*YOUR GOAL:*
Restate the whole of the data verbatim, omitting nothing.

--- START ---

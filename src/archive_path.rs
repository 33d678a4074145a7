//! Archive member names: normalization on the way in, validation on the way out.

use crate::{Error, Result};
use std::fmt;
use std::path::{Component, Path};

/// Maximum length for archive paths (in bytes).
///
/// GNU long-name records can carry arbitrarily long names; this bounds what
/// a hostile archive can make us allocate per header.
const MAX_PATH_LENGTH: usize = 32768;

/// A validated member name that can be written into a tar header.
///
/// `ArchivePath` uses forward slashes and validates that:
/// - No NUL bytes are present
/// - The path is not absolute (does not start with `/`)
/// - No empty segments exist (no `//` or trailing `/`)
/// - No `.` or `..` segments are present
///
/// # Examples
///
/// ```
/// use retar::ArchivePath;
///
/// let path = ArchivePath::new("dir/file.txt").unwrap();
/// assert_eq!(path.as_str(), "dir/file.txt");
///
/// assert!(ArchivePath::new("../secret").is_err());
/// assert!(ArchivePath::new("/absolute/path").is_err());
/// ```
#[derive(Debug, Clone, PartialEq, Eq, PartialOrd, Ord, Hash)]
pub struct ArchivePath(String);

impl ArchivePath {
    /// Creates a new `ArchivePath` from a string, validating it.
    ///
    /// # Errors
    ///
    /// Returns [`Error::InvalidArchivePath`] if the path:
    /// - Contains NUL bytes
    /// - Is an absolute path (starts with `/`)
    /// - Contains empty segments (e.g., `a//b`) or a trailing slash
    /// - Contains `.` or `..` segments
    /// - Is empty
    pub fn new(s: &str) -> Result<Self> {
        Self::validate(s)?;
        Ok(Self(s.to_string()))
    }

    /// Builds a member name from a filesystem path.
    ///
    /// Separators become `/`, `.` components are dropped, and any root,
    /// drive prefix, or `..` components are stripped with a warning, the
    /// way `tar` itself does when archiving such paths.
    ///
    /// # Errors
    ///
    /// Returns [`Error::InvalidArchivePath`] if nothing remains of the path
    /// or it is not valid UTF-8.
    pub fn from_fs_path(path: &Path) -> Result<Self> {
        let mut segments = Vec::new();
        let mut stripped = false;
        for component in path.components() {
            match component {
                Component::Normal(part) => {
                    let part = part.to_str().ok_or_else(|| {
                        Error::InvalidArchivePath(format!(
                            "{} is not valid UTF-8",
                            path.display()
                        ))
                    })?;
                    segments.push(part);
                }
                Component::CurDir => {}
                Component::RootDir | Component::Prefix(_) | Component::ParentDir => {
                    stripped = true;
                }
            }
        }
        if stripped {
            log::warn!(
                "removing leading or parent components from member name {}",
                path.display()
            );
        }
        Self::new(&segments.join("/"))
    }

    /// Validates an archive path string.
    fn validate(s: &str) -> Result<()> {
        if s.contains('\0') {
            return Err(Error::InvalidArchivePath("contains NUL byte".into()));
        }

        if s.is_empty() {
            return Err(Error::InvalidArchivePath("empty path".into()));
        }

        if s.len() > MAX_PATH_LENGTH {
            return Err(Error::InvalidArchivePath(format!(
                "path exceeds maximum length of {} bytes",
                MAX_PATH_LENGTH
            )));
        }

        if s.starts_with('/') {
            return Err(Error::InvalidArchivePath(format!(
                "absolute path not allowed: {}",
                s
            )));
        }

        if s.ends_with('/') {
            return Err(Error::InvalidArchivePath(format!(
                "trailing slash not allowed: {}",
                s
            )));
        }

        for segment in s.split('/') {
            match segment {
                "" => {
                    return Err(Error::InvalidArchivePath(format!(
                        "empty segment (consecutive slashes): {}",
                        s
                    )));
                }
                "." => {
                    return Err(Error::InvalidArchivePath(format!(
                        "'.' segment not allowed: {}",
                        s
                    )));
                }
                ".." => {
                    return Err(Error::InvalidArchivePath(format!(
                        "'..' segment not allowed: {}",
                        s
                    )));
                }
                _ => {}
            }
        }

        Ok(())
    }

    /// Returns the path as a string slice.
    #[inline]
    pub fn as_str(&self) -> &str {
        &self.0
    }

    /// Consumes the path and returns the inner string.
    pub fn into_string(self) -> String {
        self.0
    }

    /// Returns the file name (last segment) of this path.
    pub fn file_name(&self) -> &str {
        self.0.rsplit('/').next().unwrap_or(&self.0)
    }

    /// Returns the file extension, if any.
    ///
    /// ```
    /// use retar::ArchivePath;
    ///
    /// assert_eq!(ArchivePath::new("dir/file.txt").unwrap().extension(), Some("txt"));
    /// assert_eq!(ArchivePath::new(".gitignore").unwrap().extension(), None);
    /// ```
    pub fn extension(&self) -> Option<&str> {
        let (_, ext) = split_extension(&self.0);
        ext.strip_prefix('.')
    }
}

impl AsRef<str> for ArchivePath {
    fn as_ref(&self) -> &str {
        &self.0
    }
}

impl fmt::Display for ArchivePath {
    fn fmt(&self, f: &mut fmt::Formatter<'_>) -> fmt::Result {
        write!(f, "{}", self.0)
    }
}

impl TryFrom<&str> for ArchivePath {
    type Error = Error;

    fn try_from(s: &str) -> Result<Self> {
        Self::new(s)
    }
}

impl TryFrom<String> for ArchivePath {
    type Error = Error;

    fn try_from(s: String) -> Result<Self> {
        Self::validate(&s)?;
        Ok(Self(s))
    }
}

/// Splits a member name into the part before its extension and the
/// extension including the dot.
///
/// The extension starts at the last `.` of the final segment. A final
/// segment that starts with its only dot (`.bashrc`) has no extension.
///
/// ```
/// use retar::archive_path::split_extension;
///
/// assert_eq!(split_extension("docs/report.txt"), ("docs/report", ".txt"));
/// assert_eq!(split_extension("a.tar.gz"), ("a.tar", ".gz"));
/// assert_eq!(split_extension("dir.d/README"), ("dir.d/README", ""));
/// assert_eq!(split_extension(".bashrc"), (".bashrc", ""));
/// ```
pub fn split_extension(name: &str) -> (&str, &str) {
    let segment_start = name.rfind('/').map_or(0, |i| i + 1);
    match name[segment_start..].rfind('.') {
        Some(0) | None => (name, ""),
        Some(dot) => name.split_at(segment_start + dot),
    }
}

/// Strips trailing `/` separators from a member name.
pub fn trim_dir_suffix(name: &str) -> &str {
    name.trim_end_matches('/')
}

/// Cleans a member name as read from a tar header.
///
/// Leading `/` characters and `..` segments are removed with a warning, and
/// empty and `.` segments are dropped, so `./a//b` and `a/b` name the same
/// member and `a/../b` becomes `a/b`. A trailing `/` (directory marker) is
/// preserved. Returns an empty string for the archive
/// root itself (`./`).
pub fn sanitize_member_name(raw: &str) -> String {
    if raw.starts_with('/') {
        log::warn!("removing leading '/' from member name {}", raw);
    }
    if raw.split('/').any(|segment| segment == "..") {
        log::warn!("removing '..' segments from member name {}", raw);
    }
    let mut name = raw
        .split('/')
        .filter(|segment| !segment.is_empty() && *segment != "." && *segment != "..")
        .collect::<Vec<_>>()
        .join("/");
    if raw.ends_with('/') && !name.is_empty() {
        name.push('/');
    }
    name
}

--- END ---

*YOUR RESPONSE:*
filename src/archive_path.rs
repository 33d678a4074145a7
//! Archive member names: normalization on the way in, validation on the way out.

use crate::{Error, Result};
use std::fmt;
use std::path::{Component, Path};

/// Maximum length for archive paths (in bytes).
///
/// GNU long-name records can carry arbitrarily long names; this bounds what
/// a hostile archive can make us allocate per header.
const MAX_PATH_LENGTH: usize = 32768;

/// A validated member name that can be written into a tar header.
///
/// `ArchivePath` uses forward slashes and validates that:
/// - No NUL bytes are present
/// - The path is not absolute (does not start with `/`)
/// - No empty segments exist (no `//` or trailing `/`)
/// - No `.` or `..` segments are present
///
/// # Examples
///
/// ```
/// use retar::ArchivePath;
///
/// let path = ArchivePath::new("dir/file.txt").unwrap();
/// assert_eq!(path.as_str(), "dir/file.txt");
///
/// assert!(ArchivePath::new("../secret").is_err());
/// assert!(ArchivePath::new("/absolute/path").is_err());
/// ```
#[derive(Debug, Clone, PartialEq, Eq, PartialOrd, Ord, Hash)]
pub struct ArchivePath(String);

impl ArchivePath {
    /// Creates a new `ArchivePath` from a string, validating it.
    ///
    /// # Errors
    ///
    /// Returns [`Error::InvalidArchivePath`] if the path:
    /// - Contains NUL bytes
    /// - Is an absolute path (starts with `/`)
    /// - Contains empty segments (e.g., `a//b`) or a trailing slash
    /// - Contains `.` or `..` segments
    /// - Is empty
    pub fn new(s: &str) -> Result<Self> {
        Self::validate(s)?;
        Ok(Self(s.to_string()))
    }

    /// Builds a member name from a filesystem path.
    ///
    /// Separators become `/`, `.` components are dropped, and any root,
    /// drive prefix, or `..` components are stripped with a warning, the
    /// way `tar` itself does when archiving such paths.
    ///
    /// # Errors
    ///
    /// Returns [`Error::InvalidArchivePath`] if nothing remains of the path
    /// or it is not valid UTF-8.
    pub fn from_fs_path(path: &Path) -> Result<Self> {
        let mut segments = Vec::new();
        let mut stripped = false;
        for component in path.components() {
            match component {
                Component::Normal(part) => {
                    let part = part.to_str().ok_or_else(|| {
                        Error::InvalidArchivePath(format!(
                            "{} is not valid UTF-8",
                            path.display()
                        ))
                    })?;
                    segments.push(part);
                }
                Component::CurDir => {}
                Component::RootDir | Component::Prefix(_) | Component::ParentDir => {
                    stripped = true;
                }
            }
        }
        if stripped {
            log::warn!(
                "removing leading or parent components from member name {}",
                path.display()
            );
        }
        Self::new(&segments.join("/"))
    }

    /// Validates an archive path string.
    fn validate(s: &str) -> Result<()> {
        if s.contains('\0') {
            return Err(Error::InvalidArchivePath("contains NUL byte".into()));
        }

        if s.is_empty() {
            return Err(Error::InvalidArchivePath("empty path".into()));
        }

        if s.len() > MAX_PATH_LENGTH {
            return Err(Error::InvalidArchivePath(format!(
                "path exceeds maximum length of {} bytes",
                MAX_PATH_LENGTH
            )));
        }

        if s.starts_with('/') {
            return Err(Error::InvalidArchivePath(format!(
                "absolute path not allowed: {}",
                s
            )));
        }

        if s.ends_with('/') {
            return Err(Error::InvalidArchivePath(format!(
                "trailing slash not allowed: {}",
                s
            )));
        }

        for segment in s.split('/') {
            match segment {
                "" => {
                    return Err(Error::InvalidArchivePath(format!(
                        "empty segment (consecutive slashes): {}",
                        s
                    )));
                }
                "." => {
                    return Err(Error::InvalidArchivePath(format!(
                        "'.' segment not allowed: {}",
                        s
                    )));
                }
                ".." => {
                    return Err(Error::InvalidArchivePath(format!(
                        "'..' segment not allowed: {}",
                        s
                    )));
                }
                _ => {}
            }
        }

        Ok(())
    }

    /// Returns the path as a string slice.
    #[inline]
    pub fn as_str(&self) -> &str {
        &self.0
    }

    /// Consumes the path and returns the inner string.
    pub fn into_string(self) -> String {
        self.0
    }

    /// Returns the file name (last segment) of this path.
    pub fn file_name(&self) -> &str {
        self.0.rsplit('/').next().unwrap_or(&self.0)
    }

    /// Returns the file extension, if any.
    ///
    /// ```
    /// use retar::ArchivePath;
    ///
    /// assert_eq!(ArchivePath::new("dir/file.txt").unwrap().extension(), Some("txt"));
    /// assert_eq!(ArchivePath::new(".gitignore").unwrap().extension(), None);
    /// ```
    pub fn extension(&self) -> Option<&str> {
        let (_, ext) = split_extension(&self.0);
        ext.strip_prefix('.')
    }
}

impl AsRef<str> for ArchivePath {
    fn as_ref(&self) -> &str {
        &self.0
    }
}

impl fmt::Display for ArchivePath {
    fn fmt(&self, f: &mut fmt::Formatter<'_>) -> fmt::Result {
        write!(f, "{}", self.0)
    }
}

impl TryFrom<&str> for ArchivePath {
    type Error = Error;

    fn try_from(s: &str) -> Result<Self> {
        Self::new(s)
    }
}

impl TryFrom<String> for ArchivePath {
    type Error = Error;

    fn try_from(s: String) -> Result<Self> {
        Self::validate(&s)?;
        Ok(Self(s))
    }
}

/// Splits a member name into the part before its extension and the
/// extension including the dot.
///
/// The extension starts at the last `.` of the final segment. A final
/// segment that starts with its only dot (`.bashrc`) has no extension.
///
/// ```
/// use retar::archive_path::split_extension;
///
/// assert_eq!(split_extension("docs/report.txt"), ("docs/report", ".txt"));
/// assert_eq!(split_extension("a.tar.gz"), ("a.tar", ".gz"));
/// assert_eq!(split_extension("dir.d/README"), ("dir.d/README", ""));
/// assert_eq!(split_extension(".bashrc"), (".bashrc", ""));
/// ```
pub fn split_extension(name: &str) -> (&str, &str) {
    let segment_start = name.rfind('/').map_or(0, |i| i + 1);
    match name[segment_start..].rfind('.') {
        Some(0) | None => (name, ""),
        Some(dot) => name.split_at(segment_start + dot),
    }
}

/// Strips trailing `/` separators from a member name.
pub fn trim_dir_suffix(name: &str) -> &str {
    name.trim_end_matches('/')
}

/// Cleans a member name as read from a tar header.
///
/// Leading `/` characters and `..` segments are removed with a warning, and
/// empty and `.` segments are dropped, so `./a//b` and `a/b` name the same
/// member and `a/../b` becomes `a/b`. A trailing `/` (directory marker) is
/// preserved. Returns an empty string for the archive
/// root itself (`./`).
pub fn sanitize_member_name(raw: &str) -> String {
    if raw.starts_with('/') {
        log::warn!("removing leading '/' from member name {}", raw);
    }
    if raw.split('/').any(|segment| segment == "..") {
        log::warn!("removing '..' segments from member name {}", raw);
    }
    let mut name = raw
        .split('/')
        .filter(|segment| !segment.is_empty() && *segment != "." && *segment != "..")
        .collect::<Vec<_>>()
        .join("/");
    if raw.ends_with('/') && !name.is_empty() {
        name.push('/');
    }
    name
}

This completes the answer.